First off, thank you all for being so supportive after I spilled the beans about my near Anne Heche style break with reality. Travel and toddlers can do that to you. I won’t make that mistake again. NO MORE KIDS.
As one commentor suggested, I think I had a little post traumatic stress going on because I really couldn’t stop crying for about two days. Every little thing set me off and I decided that my daughter didn’t like me anymore (I really thought that) but I feel so much better now. And…I never got to tell you a totally awesome thing about my trip. I met, had dinner, got drunk and made an ass of myself with none other than Denise my east coast blogging buddy. She’s every bit as cool as I figured she would be but now I’m just sad that she doesn’t live here – where it’s warm – and we could play – that’s if she doesn’t think I’m completely nuts. I have an insecure streak as wide as Britney’s post-babies va-jay-jay.

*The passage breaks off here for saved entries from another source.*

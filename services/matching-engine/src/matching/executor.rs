//! Trade execution logic
//!
//! Handles full and partial matches, generates trades, calculates fees

use rust_decimal::Decimal;
use types::ids::{AccountId, OrderId};
use types::numeric::{Price, Quantity};
use types::order::Side;
use types::trade::Trade;

/// Match executor for handling trade generation
pub struct MatchExecutor {
    sequence_counter: u64,
}

impl MatchExecutor {
    /// Create a new match executor with starting sequence number
    pub fn new(starting_sequence: u64) -> Self {
        Self {
            sequence_counter: starting_sequence,
        }
    }

    /// Get next sequence number (monotonically increasing)
    fn next_sequence(&mut self) -> u64 {
        let seq = self.sequence_counter;
        self.sequence_counter += 1;
        seq
    }

    /// Execute a trade between maker and taker orders
    ///
    /// Returns a Trade struct with all details including fees
    #[allow(clippy::too_many_arguments)]
    pub fn execute_trade(
        &mut self,
        symbol: types::ids::MarketId,
        maker_order_id: OrderId,
        taker_order_id: OrderId,
        maker_account_id: AccountId,
        taker_account_id: AccountId,
        side: Side,  // From taker perspective
        price: Price,  // Execution price (maker's price per price-time priority)
        quantity: Quantity,
        timestamp: i64,
    ) -> Result<Trade, MatchError> {
        // Self-trade prevention per spec §12 (Determinism Rules)
        if maker_account_id == taker_account_id {
            return Err(MatchError::SelfTrade);
        }

        // Calculate fees per spec §7 (Fee System)
        let (maker_fee, taker_fee) = self.calculate_fees(price, quantity);

        let sequence = self.next_sequence();

        Ok(Trade::new(
            sequence,
            symbol,
            maker_order_id,
            taker_order_id,
            maker_account_id,
            taker_account_id,
            side,
            price,
            quantity,
            maker_fee,
            taker_fee,
            timestamp,
        ))
    }

    /// Calculate maker and taker fees per spec §7
    ///
    /// Fee formula: fee = quantity × price × fee_rate
    /// - Maker: -0.01% (rebate) to 0.10%
    /// - Taker: 0.02% to 0.30%
    ///
    /// Using default rates for now: maker = 0.00%, taker = 0.05%
    fn calculate_fees(&self, price: Price, quantity: Quantity) -> (Decimal, Decimal) {
        let trade_value = quantity.as_decimal() * price.as_decimal();
        
        // Default fee rates (can be made configurable later)
        let maker_rate = Decimal::ZERO; // 0% (or could be negative for rebate)
        let taker_rate = Decimal::new(5, 4); // 0.05% = 0.0005
        
        let maker_fee = trade_value * maker_rate;
        let taker_fee = trade_value * taker_rate;
        
        (maker_fee, taker_fee)
    }
}

/// Match execution errors
#[derive(Debug, Clone, PartialEq)]
pub enum MatchError {
    /// Self-trade prevention triggered
    SelfTrade,
    /// Invalid quantity (zero or negative)
    InvalidQuantity,
}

Anyway, one other thing I thought I’d mention in case some of you don’t read my blog that often, next Friday the 12th sometime around 8:20 I’m going to be on The Today Show talking about everyone’s favorite blog topic – COCKTAIL MOMS. Yes, we’re bored of it already right? But they asked if I had a point of view on the topic and, really, is there a topic on God’s green earth I don’t have a point of view on? So, to sum it up, I told them that I prefer my playdate buds to join me in eight glasses of wine and then all pile into one of our cars without car seats and go careening around the neighborhood. OR I told them I like to have a glass of wine in the afternoon with my friends and that anyone who thinks I shouldn’t can lick my drain. I guess they thought that was a strong enough point of view and did a piece on me and a couple of my friends. So check it out if you want to see how fat I’ve gotten.